> _Problem to work on_: Copy exactly, please, the lines of the data from its start through the line containing "Lines that look".

> _Supplied material_:
━━━━━━━━━━━━━━━━━━━━
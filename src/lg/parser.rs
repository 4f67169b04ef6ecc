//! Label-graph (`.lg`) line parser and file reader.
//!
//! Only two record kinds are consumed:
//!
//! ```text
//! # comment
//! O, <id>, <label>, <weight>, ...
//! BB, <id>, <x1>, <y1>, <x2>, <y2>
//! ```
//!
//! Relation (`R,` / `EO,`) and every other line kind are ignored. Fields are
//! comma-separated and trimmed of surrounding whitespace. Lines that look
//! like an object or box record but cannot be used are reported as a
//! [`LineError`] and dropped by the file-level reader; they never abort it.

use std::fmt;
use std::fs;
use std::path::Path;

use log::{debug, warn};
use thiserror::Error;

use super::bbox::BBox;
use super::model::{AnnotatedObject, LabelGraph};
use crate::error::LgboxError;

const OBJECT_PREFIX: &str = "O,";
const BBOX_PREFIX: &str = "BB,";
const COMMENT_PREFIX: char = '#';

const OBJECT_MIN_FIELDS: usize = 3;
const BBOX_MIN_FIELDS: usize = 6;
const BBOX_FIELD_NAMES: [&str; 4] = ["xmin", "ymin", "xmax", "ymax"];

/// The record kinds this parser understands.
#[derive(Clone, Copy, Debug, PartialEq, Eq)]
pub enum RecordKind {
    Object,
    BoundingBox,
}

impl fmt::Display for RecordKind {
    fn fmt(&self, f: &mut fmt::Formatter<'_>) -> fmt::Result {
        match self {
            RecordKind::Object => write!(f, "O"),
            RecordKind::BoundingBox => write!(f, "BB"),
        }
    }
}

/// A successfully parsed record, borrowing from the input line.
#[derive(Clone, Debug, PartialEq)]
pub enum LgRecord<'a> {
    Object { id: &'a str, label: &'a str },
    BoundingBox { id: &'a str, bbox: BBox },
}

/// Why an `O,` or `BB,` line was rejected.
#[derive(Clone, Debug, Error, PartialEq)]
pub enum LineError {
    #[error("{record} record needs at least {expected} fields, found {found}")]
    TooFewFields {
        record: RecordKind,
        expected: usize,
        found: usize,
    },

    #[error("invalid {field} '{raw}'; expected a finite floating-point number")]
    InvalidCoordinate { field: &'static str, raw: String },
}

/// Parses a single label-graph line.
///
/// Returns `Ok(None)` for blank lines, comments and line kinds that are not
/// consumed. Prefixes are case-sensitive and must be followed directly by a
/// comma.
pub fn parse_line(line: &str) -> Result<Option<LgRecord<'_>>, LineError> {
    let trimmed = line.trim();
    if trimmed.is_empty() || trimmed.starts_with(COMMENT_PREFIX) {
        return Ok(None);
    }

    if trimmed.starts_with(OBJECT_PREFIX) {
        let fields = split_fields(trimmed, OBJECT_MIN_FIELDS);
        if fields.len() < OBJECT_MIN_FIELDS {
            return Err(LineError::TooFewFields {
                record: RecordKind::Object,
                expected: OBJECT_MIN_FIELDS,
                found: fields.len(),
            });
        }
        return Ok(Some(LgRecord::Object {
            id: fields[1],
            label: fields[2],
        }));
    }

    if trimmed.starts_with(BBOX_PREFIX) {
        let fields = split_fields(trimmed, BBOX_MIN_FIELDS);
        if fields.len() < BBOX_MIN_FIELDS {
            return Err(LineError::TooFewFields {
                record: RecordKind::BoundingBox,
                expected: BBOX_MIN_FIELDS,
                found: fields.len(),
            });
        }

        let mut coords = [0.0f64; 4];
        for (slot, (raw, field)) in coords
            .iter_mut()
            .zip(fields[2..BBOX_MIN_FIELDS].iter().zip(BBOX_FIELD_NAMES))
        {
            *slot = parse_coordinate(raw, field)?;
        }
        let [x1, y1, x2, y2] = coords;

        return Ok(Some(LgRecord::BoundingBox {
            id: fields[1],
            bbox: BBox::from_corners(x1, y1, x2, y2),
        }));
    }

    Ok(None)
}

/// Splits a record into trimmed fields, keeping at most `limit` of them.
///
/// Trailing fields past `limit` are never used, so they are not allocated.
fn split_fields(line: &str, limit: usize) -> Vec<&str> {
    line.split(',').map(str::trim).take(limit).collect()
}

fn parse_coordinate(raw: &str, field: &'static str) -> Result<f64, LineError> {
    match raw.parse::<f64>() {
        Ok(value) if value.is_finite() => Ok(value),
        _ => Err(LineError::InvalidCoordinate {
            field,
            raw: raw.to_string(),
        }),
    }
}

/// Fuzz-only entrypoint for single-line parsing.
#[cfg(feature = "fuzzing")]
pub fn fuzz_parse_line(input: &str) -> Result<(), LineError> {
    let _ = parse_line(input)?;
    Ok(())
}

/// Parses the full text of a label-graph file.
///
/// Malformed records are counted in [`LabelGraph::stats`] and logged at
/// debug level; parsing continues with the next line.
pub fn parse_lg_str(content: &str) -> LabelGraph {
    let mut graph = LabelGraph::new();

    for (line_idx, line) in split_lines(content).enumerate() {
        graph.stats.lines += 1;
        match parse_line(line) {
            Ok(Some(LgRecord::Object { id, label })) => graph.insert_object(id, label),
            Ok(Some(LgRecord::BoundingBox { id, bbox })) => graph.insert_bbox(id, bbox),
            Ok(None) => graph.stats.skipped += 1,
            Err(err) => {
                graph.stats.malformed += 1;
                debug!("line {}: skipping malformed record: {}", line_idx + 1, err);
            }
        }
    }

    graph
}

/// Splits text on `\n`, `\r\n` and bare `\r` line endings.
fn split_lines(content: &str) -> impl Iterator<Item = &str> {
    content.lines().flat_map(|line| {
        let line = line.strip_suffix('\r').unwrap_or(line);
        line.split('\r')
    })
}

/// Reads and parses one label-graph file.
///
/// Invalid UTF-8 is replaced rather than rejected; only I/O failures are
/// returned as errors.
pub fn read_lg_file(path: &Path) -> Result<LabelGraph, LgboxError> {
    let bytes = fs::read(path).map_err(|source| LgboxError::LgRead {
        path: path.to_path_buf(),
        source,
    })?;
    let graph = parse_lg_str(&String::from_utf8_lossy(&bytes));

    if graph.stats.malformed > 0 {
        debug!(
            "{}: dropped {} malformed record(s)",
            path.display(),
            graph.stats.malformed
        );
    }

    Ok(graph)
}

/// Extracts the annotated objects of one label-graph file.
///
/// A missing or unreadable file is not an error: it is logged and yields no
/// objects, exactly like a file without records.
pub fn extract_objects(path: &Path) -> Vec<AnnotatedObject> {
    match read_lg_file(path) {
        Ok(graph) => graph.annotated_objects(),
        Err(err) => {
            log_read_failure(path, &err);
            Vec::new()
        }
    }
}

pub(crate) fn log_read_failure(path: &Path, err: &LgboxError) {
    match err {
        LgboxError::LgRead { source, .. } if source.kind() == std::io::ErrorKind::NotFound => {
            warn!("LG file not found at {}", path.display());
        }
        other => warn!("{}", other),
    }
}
━━━━━━━━━━━━━━━━━━━━
> _Written response_:
filename src/lg/parser.rs
repository 4f67169b04ef6ecc
//! Label-graph (`.lg`) line parser and file reader.
//!
//! Only two record kinds are consumed:
//!
//! ```text
//! # comment
//! O, <id>, <label>, <weight>, ...
//! BB, <id>, <x1>, <y1>, <x2>, <y2>
//! ```
//!
//! Relation (`R,` / `EO,`) and every other line kind are ignored. Fields are
//! comma-separated and trimmed of surrounding whitespace. Lines that look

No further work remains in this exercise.